Stored data entries
※

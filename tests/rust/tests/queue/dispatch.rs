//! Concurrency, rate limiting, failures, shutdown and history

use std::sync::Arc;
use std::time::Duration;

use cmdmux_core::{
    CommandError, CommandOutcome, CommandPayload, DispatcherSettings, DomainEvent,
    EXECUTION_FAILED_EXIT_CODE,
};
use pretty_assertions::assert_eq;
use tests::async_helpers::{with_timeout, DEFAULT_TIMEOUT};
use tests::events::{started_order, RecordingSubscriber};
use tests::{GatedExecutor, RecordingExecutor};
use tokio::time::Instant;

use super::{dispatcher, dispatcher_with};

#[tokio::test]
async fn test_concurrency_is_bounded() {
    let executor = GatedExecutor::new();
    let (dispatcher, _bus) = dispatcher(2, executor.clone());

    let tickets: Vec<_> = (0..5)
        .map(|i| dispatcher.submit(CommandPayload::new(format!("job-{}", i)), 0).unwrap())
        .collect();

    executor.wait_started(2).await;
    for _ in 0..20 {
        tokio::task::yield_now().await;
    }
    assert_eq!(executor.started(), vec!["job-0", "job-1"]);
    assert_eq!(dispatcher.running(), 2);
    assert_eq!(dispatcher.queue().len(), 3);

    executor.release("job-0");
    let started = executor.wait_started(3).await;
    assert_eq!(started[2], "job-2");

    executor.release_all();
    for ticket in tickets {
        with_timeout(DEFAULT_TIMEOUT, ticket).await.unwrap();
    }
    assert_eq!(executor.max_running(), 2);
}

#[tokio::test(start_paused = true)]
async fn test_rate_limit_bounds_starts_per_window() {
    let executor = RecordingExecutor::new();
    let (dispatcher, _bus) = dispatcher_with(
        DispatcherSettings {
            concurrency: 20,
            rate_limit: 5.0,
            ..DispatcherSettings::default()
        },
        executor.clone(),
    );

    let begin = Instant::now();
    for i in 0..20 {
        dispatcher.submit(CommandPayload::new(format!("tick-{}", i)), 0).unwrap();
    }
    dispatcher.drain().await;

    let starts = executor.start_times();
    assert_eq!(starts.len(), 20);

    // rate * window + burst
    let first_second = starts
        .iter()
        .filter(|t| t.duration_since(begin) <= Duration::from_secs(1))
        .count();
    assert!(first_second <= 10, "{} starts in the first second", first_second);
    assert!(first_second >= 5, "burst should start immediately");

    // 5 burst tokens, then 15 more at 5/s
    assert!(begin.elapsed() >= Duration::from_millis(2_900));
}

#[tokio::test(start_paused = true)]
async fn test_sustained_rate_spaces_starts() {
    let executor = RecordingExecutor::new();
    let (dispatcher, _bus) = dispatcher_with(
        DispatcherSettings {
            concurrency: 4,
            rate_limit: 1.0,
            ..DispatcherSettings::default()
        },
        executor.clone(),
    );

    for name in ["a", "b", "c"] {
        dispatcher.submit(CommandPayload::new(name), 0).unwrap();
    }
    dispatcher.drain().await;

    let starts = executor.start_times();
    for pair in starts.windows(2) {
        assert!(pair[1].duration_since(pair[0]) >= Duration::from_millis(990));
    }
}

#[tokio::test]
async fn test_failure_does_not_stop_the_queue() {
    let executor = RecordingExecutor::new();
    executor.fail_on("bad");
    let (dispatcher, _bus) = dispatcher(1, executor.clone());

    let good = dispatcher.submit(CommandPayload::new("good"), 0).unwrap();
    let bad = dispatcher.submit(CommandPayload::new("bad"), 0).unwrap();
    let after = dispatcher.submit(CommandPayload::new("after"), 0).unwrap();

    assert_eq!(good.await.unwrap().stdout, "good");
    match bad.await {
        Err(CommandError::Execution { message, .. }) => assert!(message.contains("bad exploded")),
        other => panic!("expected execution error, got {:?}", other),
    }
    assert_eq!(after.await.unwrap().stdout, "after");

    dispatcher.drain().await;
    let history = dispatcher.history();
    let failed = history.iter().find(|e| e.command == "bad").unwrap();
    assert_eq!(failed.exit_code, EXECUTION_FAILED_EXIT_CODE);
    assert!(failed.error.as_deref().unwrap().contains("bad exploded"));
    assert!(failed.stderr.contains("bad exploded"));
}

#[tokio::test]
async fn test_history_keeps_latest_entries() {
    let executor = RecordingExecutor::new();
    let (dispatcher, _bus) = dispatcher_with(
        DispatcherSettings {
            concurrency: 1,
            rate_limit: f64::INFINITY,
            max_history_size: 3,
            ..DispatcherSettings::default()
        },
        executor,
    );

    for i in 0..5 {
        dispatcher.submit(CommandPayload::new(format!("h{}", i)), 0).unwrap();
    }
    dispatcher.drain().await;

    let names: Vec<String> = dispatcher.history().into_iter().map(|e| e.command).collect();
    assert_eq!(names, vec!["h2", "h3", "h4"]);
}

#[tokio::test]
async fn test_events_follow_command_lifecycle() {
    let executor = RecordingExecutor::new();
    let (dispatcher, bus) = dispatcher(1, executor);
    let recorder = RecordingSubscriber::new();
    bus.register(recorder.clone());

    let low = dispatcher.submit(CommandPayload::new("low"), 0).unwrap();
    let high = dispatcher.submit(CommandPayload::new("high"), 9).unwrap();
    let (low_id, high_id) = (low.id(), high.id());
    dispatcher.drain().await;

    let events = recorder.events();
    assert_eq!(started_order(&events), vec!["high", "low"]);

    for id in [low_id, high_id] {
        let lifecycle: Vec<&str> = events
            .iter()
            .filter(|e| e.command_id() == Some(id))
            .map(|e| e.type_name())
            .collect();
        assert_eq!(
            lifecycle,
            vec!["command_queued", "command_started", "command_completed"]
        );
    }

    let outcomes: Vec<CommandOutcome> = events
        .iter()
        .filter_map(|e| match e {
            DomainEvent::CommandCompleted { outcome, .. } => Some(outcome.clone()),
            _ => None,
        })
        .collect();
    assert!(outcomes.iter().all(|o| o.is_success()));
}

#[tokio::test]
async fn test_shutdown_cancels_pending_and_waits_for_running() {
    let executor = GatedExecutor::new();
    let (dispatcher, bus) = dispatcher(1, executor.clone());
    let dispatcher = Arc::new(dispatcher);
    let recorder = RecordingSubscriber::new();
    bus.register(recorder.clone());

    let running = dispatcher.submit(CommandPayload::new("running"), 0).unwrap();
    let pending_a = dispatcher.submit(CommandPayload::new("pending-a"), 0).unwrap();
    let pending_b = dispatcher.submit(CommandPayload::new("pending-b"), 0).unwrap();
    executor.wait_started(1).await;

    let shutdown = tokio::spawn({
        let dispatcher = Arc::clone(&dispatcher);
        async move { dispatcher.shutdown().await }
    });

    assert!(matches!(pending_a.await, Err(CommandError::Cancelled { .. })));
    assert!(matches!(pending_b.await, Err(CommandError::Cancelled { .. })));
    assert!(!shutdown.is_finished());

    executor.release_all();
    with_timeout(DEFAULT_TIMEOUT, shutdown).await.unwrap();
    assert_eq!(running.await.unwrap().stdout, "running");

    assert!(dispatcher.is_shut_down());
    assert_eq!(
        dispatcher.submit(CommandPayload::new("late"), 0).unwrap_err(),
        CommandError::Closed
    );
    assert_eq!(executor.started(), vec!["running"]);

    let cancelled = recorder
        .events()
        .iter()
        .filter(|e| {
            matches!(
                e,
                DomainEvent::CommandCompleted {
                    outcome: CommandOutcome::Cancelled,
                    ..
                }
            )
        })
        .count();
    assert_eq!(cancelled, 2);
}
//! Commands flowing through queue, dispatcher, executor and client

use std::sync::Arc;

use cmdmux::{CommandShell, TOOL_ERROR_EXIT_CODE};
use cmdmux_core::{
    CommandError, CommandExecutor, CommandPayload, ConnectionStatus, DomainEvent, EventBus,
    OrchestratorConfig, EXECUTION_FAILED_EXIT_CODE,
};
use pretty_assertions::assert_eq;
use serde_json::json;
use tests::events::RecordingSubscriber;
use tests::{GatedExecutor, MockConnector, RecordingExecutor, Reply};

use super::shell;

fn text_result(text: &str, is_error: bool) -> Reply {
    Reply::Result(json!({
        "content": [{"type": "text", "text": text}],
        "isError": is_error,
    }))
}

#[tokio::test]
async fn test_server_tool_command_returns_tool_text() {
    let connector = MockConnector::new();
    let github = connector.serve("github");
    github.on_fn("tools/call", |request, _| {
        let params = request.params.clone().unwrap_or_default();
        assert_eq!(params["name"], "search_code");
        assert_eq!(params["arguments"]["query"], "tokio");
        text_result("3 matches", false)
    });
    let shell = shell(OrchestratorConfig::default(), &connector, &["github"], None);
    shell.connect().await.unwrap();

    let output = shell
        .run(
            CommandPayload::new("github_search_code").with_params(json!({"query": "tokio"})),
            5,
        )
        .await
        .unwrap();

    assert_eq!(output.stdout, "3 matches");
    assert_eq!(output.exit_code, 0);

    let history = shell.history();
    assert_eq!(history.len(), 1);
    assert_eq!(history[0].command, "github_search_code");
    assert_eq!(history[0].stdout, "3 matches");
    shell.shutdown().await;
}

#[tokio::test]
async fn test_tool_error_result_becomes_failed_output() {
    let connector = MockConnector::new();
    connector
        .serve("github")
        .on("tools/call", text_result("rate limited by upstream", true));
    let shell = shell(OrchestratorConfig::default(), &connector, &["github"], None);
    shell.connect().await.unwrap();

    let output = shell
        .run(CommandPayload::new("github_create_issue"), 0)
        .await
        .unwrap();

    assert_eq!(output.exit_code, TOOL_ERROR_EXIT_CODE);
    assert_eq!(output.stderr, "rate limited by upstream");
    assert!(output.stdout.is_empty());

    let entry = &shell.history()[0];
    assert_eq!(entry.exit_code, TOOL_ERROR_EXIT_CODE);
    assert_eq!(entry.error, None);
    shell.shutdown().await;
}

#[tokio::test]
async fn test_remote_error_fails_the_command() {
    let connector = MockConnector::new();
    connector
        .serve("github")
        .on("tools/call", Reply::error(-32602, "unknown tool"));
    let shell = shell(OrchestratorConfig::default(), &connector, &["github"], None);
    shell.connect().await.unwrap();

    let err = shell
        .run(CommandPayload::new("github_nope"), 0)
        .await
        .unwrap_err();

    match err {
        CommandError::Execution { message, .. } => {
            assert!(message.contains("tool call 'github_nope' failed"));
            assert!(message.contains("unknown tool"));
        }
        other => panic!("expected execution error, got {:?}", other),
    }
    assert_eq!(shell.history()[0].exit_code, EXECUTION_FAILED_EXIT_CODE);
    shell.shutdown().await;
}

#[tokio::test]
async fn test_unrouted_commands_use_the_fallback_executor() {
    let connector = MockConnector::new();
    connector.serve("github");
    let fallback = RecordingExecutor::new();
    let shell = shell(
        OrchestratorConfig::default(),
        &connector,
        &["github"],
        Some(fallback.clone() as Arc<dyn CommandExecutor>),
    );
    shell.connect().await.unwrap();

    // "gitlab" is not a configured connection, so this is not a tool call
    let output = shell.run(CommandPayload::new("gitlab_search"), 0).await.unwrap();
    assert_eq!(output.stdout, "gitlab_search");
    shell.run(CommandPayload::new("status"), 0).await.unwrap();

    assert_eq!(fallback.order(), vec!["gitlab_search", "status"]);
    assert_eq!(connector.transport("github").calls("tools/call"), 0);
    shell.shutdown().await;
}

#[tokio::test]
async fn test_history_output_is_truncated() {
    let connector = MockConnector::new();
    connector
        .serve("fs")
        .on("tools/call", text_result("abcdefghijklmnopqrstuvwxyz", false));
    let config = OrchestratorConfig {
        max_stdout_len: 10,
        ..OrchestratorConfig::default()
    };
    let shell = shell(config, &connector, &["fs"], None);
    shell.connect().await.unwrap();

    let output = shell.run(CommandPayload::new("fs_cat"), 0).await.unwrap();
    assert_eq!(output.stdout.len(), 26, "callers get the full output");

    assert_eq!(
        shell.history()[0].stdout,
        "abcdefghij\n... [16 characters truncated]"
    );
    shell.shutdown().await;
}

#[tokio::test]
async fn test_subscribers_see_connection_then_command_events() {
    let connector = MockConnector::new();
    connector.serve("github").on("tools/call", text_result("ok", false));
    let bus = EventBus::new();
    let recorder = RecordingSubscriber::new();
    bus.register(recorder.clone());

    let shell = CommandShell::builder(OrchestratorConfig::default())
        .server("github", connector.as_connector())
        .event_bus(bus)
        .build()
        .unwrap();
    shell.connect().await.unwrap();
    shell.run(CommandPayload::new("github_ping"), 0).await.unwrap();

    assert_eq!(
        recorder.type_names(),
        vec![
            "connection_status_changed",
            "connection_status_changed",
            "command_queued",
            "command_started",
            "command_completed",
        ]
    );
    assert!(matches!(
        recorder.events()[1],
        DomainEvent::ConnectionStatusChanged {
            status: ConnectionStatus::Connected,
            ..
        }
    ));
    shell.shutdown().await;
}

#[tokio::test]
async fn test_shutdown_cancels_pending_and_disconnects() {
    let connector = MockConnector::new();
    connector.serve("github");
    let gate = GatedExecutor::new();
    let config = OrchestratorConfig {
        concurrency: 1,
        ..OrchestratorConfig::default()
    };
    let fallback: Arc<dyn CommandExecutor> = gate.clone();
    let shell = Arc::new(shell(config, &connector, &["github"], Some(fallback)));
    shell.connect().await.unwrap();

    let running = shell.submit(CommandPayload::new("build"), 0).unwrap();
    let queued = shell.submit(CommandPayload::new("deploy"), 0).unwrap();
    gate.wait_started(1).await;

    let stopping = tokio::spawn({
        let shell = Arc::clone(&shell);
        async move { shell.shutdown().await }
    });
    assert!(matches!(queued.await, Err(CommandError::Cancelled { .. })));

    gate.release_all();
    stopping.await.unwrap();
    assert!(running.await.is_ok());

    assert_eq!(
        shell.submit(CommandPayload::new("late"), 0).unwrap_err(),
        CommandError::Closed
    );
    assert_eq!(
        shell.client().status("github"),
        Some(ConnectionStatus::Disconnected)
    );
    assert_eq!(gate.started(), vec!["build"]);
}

※

**What to produce**
From the records above, return each line that includes "Some".

**Solved problem**
            .filter(|e| e.command_id() == Some(id))
            DomainEvent::CommandCompleted { outcome, .. } => Some(outcome.clone()),
        Some(fallback.clone() as Arc<dyn CommandExecutor>),
    let shell = Arc::new(shell(config, &connector, &["github"], Some(fallback)));
        Some(ConnectionStatus::Disconnected)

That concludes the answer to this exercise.